› Por Noé Jitrik
Cuando ya no importe es el título, extraordinariamente sugerente, de una de las últimas novelas de Juan Carlos Onetti. ¿Qué sugiere? Si le reemplazamos “no” por “nada”, “Cuando ya nada importe”, nos toparemos con un absoluto, la indiferencia, el rechazo que supone un tiempo anterior, en el que todo, o gran parte, importaba: su alcance tendría algo de renunciamiento, de heroico estoicismo. Si, por el contrario, la dejamos tal cual, podemos legítimamente considerar que hay un suspenso, completable con un complemento directo: “cuando ya no importe (vivir, o morir, o los seres humanos, o el destino de la sociedad) tantas cosas. O sea cierto relativismo que hablaría no de una instancia fatal sino racional, hasta cierto punto justificable.
En efecto, si al sujeto en cuestión, pongamos por caso al personaje de la novela, ya no le importa aislarse en el fin del mundo ni siquiera si le pican o no los mosquitos, si tiene o no tiene recuerdos, podría tener, en cambio, motivos para haber llegado a ese estado: decepción, cansancio, depresión, frustración, fracaso, escepticismo, asco, etcétera, la serie de motivos puede ser muy larga. Una historia, en suma, que no estaría ausente en el relato.

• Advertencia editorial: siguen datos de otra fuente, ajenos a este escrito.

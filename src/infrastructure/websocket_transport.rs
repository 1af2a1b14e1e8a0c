// WebSocket transport and tokio reconnect timer feeding the session event loop
use crate::application::session::SessionEvent;
use crate::application::transport::{Link, PendingReconnect, ReconnectScheduler, Transport};
use crate::domain::connection::LinkEvent;
use futures::{SinkExt, StreamExt};
use std::time::Duration;
use tokio::sync::{mpsc, oneshot};
use tokio::task::AbortHandle;
use tokio_tungstenite::{connect_async, tungstenite::Message};

pub struct WebSocketTransport {
    events: mpsc::UnboundedSender<SessionEvent>,
}

impl WebSocketTransport {
    pub fn new(events: mpsc::UnboundedSender<SessionEvent>) -> Self {
        Self { events }
    }
}

impl Transport for WebSocketTransport {
    fn open(&mut self, endpoint: &str, generation: u64) -> Box<dyn Link> {
        let (outbound_tx, outbound_rx) = mpsc::unbounded_channel();
        let (shutdown_tx, shutdown_rx) = oneshot::channel();

        tokio::spawn(drive_link(
            endpoint.to_string(),
            generation,
            self.events.clone(),
            outbound_rx,
            shutdown_rx,
        ));

        Box::new(WebSocketLink {
            outbound: outbound_tx,
            shutdown: Some(shutdown_tx),
        })
    }
}

struct WebSocketLink {
    outbound: mpsc::UnboundedSender<String>,
    shutdown: Option<oneshot::Sender<()>>,
}

impl Link for WebSocketLink {
    fn send(&self, text: String) -> bool {
        self.outbound.send(text).is_ok()
    }

    fn close(&mut self) {
        if let Some(shutdown) = self.shutdown.take() {
            let _ = shutdown.send(());
        }
    }
}

/// Runs one connection attempt and its read/write loop.
///
/// Emits `Opened`, then `Frame`s, then exactly one `Closed` unless the link was
/// shut down locally, in which case nothing further is emitted.
async fn drive_link(
    endpoint: String,
    generation: u64,
    events: mpsc::UnboundedSender<SessionEvent>,
    mut outbound: mpsc::UnboundedReceiver<String>,
    mut shutdown: oneshot::Receiver<()>,
) {
    let emit = |event: LinkEvent| {
        let _ = events.send(SessionEvent::Link { generation, event });
    };

    let stream = tokio::select! {
        _ = &mut shutdown => return,
        result = connect_async(endpoint.as_str()) => match result {
            Ok((stream, _)) => stream,
            Err(e) => {
                tracing::error!(%endpoint, error = %e, "Failed to open WebSocket");
                emit(LinkEvent::Closed(format!("connect failed: {}", e)));
                return;
            }
        },
    };

    emit(LinkEvent::Opened);
    let (mut write, mut read) = stream.split();

    let reason = loop {
        tokio::select! {
            _ = &mut shutdown => {
                let _ = write.send(Message::Close(None)).await;
                return;
            }
            Some(text) = outbound.recv() => {
                if let Err(e) = write.send(Message::Text(text.into())).await {
                    break format!("send failed: {}", e);
                }
            }
            item = read.next() => match item {
                Some(Ok(Message::Text(text))) => emit(LinkEvent::Frame(text.as_str().to_string())),
                Some(Ok(Message::Binary(bytes))) => match String::from_utf8(bytes.to_vec()) {
                    Ok(text) => emit(LinkEvent::Frame(text)),
                    Err(_) => tracing::warn!(len = bytes.len(), "Dropping non UTF-8 binary frame"),
                },
                Some(Ok(Message::Close(frame))) => {
                    break match frame {
                        Some(f) => format!("closed by device: {} {}", f.code, f.reason.as_str()),
                        None => "closed by device".to_string(),
                    };
                }
                // ping/pong are answered by tungstenite
                Some(Ok(_)) => {}
                Some(Err(e)) => break format!("read error: {}", e),
                None => break "stream ended".to_string(),
            },
        }
    };

    emit(LinkEvent::Closed(reason));
}

pub struct TokioReconnectScheduler {
    events: mpsc::UnboundedSender<SessionEvent>,
}

impl TokioReconnectScheduler {
    pub fn new(events: mpsc::UnboundedSender<SessionEvent>) -> Self {
        Self { events }
    }
}

impl ReconnectScheduler for TokioReconnectScheduler {
    fn schedule(&mut self, delay: Duration, generation: u64) -> Box<dyn PendingReconnect> {
        let events = self.events.clone();
        let task = tokio::spawn(async move {
            tokio::time::sleep(delay).await;
            let _ = events.send(SessionEvent::ReconnectDue { generation });
        });
        Box::new(TokioPendingReconnect {
            task: task.abort_handle(),
        })
    }
}

struct TokioPendingReconnect {
    task: AbortHandle,
}

impl PendingReconnect for TokioPendingReconnect {
    fn cancel(&mut self) {
        self.task.abort();
    }
}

Pese a la imagen de Onetti que se ha hecho lugar común (metido en una cama, leyendo novelas policiales, fumando como un beduino, una botella de tinto al alcance de la mano) no creo que ese título sea proyección de una sabiduría negativa a la que habría llegado después de pasar por exámenes como los que he mencionado. No lo creo, porque en primer lugar es harto difícil introducirse en ese revuelto mundo que es la memoria y la imaginación y la capacidad de verse de un escritor tan complejo y, luego, porque esa novela conserva el fresco vigor de sus mejores libros, lo que indica que no tendría motivos para decir “Cuando ya no importe”.

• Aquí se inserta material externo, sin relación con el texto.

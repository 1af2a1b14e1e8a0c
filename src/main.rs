// Main entry point - Dependency injection and server setup
mod domain;
mod application;
mod infrastructure;
mod presentation;

use std::{net::SocketAddr, sync::Arc};
use axum::{
    routing::{delete, get, post, put},
    Router,
};
use tokio::sync::{mpsc, watch};
use tower_http::trace::TraceLayer;
use tracing_subscriber::EnvFilter;

use crate::application::alarm_service::AlarmService;
use crate::application::chart_renderer::ChartRenderer;
use crate::application::connection_manager::ConnectionManager;
use crate::application::session::{self, Session, SessionEvent};
use crate::infrastructure::config::load_dashboard_config;
use crate::infrastructure::device_config_client::HttpDeviceConfig;
use crate::infrastructure::websocket_transport::{TokioReconnectScheduler, WebSocketTransport};
use crate::presentation::app_state::AppState;
use crate::presentation::handlers::{
    clear_history, get_alarm, get_chart, get_status, health_check, put_alarm, put_alarm_enabled,
    resize_chart, send_command, set_visibility,
};

#[tokio::main]
async fn main() -> anyhow::Result<()> {
    // Initialize tracing
    tracing_subscriber::fmt()
        .with_env_filter(EnvFilter::try_from_default_env().unwrap_or_else(|_| EnvFilter::new("info")))
        .init();

    // Load configuration
    let config = load_dashboard_config()?;
    let channels = config.channel_set();
    tracing::info!(
        endpoint = %config.device.stream_endpoint(),
        channels = channels.len(),
        capacity = config.buffer.capacity,
        "Loaded dashboard configuration"
    );

    // Session wiring: transport and timer post back into the same event queue
    let (events_tx, events_rx) = mpsc::unbounded_channel();
    let connection = ConnectionManager::new(
        config.device.stream_endpoint(),
        config.device.reconnect_delay(),
        config.device.send_hello,
        Box::new(WebSocketTransport::new(events_tx.clone())),
        Box::new(TokioReconnectScheduler::new(events_tx.clone())),
    );
    let session = Session::new(
        channels,
        config.buffer.capacity,
        ChartRenderer::new(config.chart.to_settings()),
        connection,
    )?;

    let mut status = session.subscribe_status();
    tokio::spawn(async move {
        while let Ok(state) = status.recv().await {
            tracing::info!(status = state.label(), "Connection status changed");
        }
    });

    let ticker = events_tx.clone();
    let tick = config.rate.tick();
    tokio::spawn(async move {
        let mut interval = tokio::time::interval(tick);
        interval.tick().await;
        loop {
            interval.tick().await;
            if ticker.send(SessionEvent::RateTick).is_err() {
                break;
            }
        }
    });

    let (view_tx, view_rx) = watch::channel(session.view());
    let session_task = tokio::spawn(session::run(session, events_rx, view_tx));

    // Device configuration (application layer over reqwest)
    let device = HttpDeviceConfig::new(config.device.http_base(), config.device.request_timeout())?;
    let alarm_service = AlarmService::new(Arc::new(device));

    let state = Arc::new(AppState {
        alarm_service,
        events: events_tx.clone(),
        view: view_rx,
    });

    // Build router (presentation layer)
    let router = Router::new()
        .route("/healthz", get(health_check))
        .route("/status", get(get_status))
        .route("/chart.svg", get(get_chart))
        .route("/chart/size", put(resize_chart))
        .route("/history", delete(clear_history))
        .route("/channels/:key", put(set_visibility))
        .route("/commands/:action", post(send_command))
        .route("/alarm", get(get_alarm).put(put_alarm))
        .route("/alarm/enabled", put(put_alarm_enabled))
        .layer(TraceLayer::new_for_http())
        .with_state(state);

    // Start server
    let addr: SocketAddr = config.server.bind.parse()?;
    tracing::info!(%addr, "Starting pm-dashboard");

    let shutdown_tx = events_tx;
    axum::serve(tokio::net::TcpListener::bind(addr).await?, router)
        .with_graceful_shutdown(async move {
            if let Err(e) = tokio::signal::ctrl_c().await {
                tracing::error!(error = %e, "Failed to listen for shutdown signal");
            }
            let _ = shutdown_tx.send(SessionEvent::Shutdown);
        })
        .await?;

    session_task.await?;
    Ok(())
}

A la luz de su obra anterior, de las más personales y vigorosas de la literatura contemporánea, ese texto tan sólo cierra un ciclo y no es incongruente con, por ejemplo, La vida breve o El astillero; no aparece allí nada que no podamos reconocer como propio de un ambicioso, y quizás inconsciente, proyecto de construir un mundo desde un sueño para entender el mundo real, desagradable e incomprensible, arbitrario e injusto, un mundo de infelicidad segura y de felicidad fugazmente probable. En eso consiste la poderosa marca que ha dejado su obra, y de corrosiva apelación a una toma de conciencia.
De modo que la frase “Cuando ya no importe” debería ser tomada en un sentido más amplio; abusando de los términos, a partir de ahí se la podría relacionar con “lo que importa” en el tiempo en que vivimos, lo que realmente importa: señalarlo puede no ser muy agradable.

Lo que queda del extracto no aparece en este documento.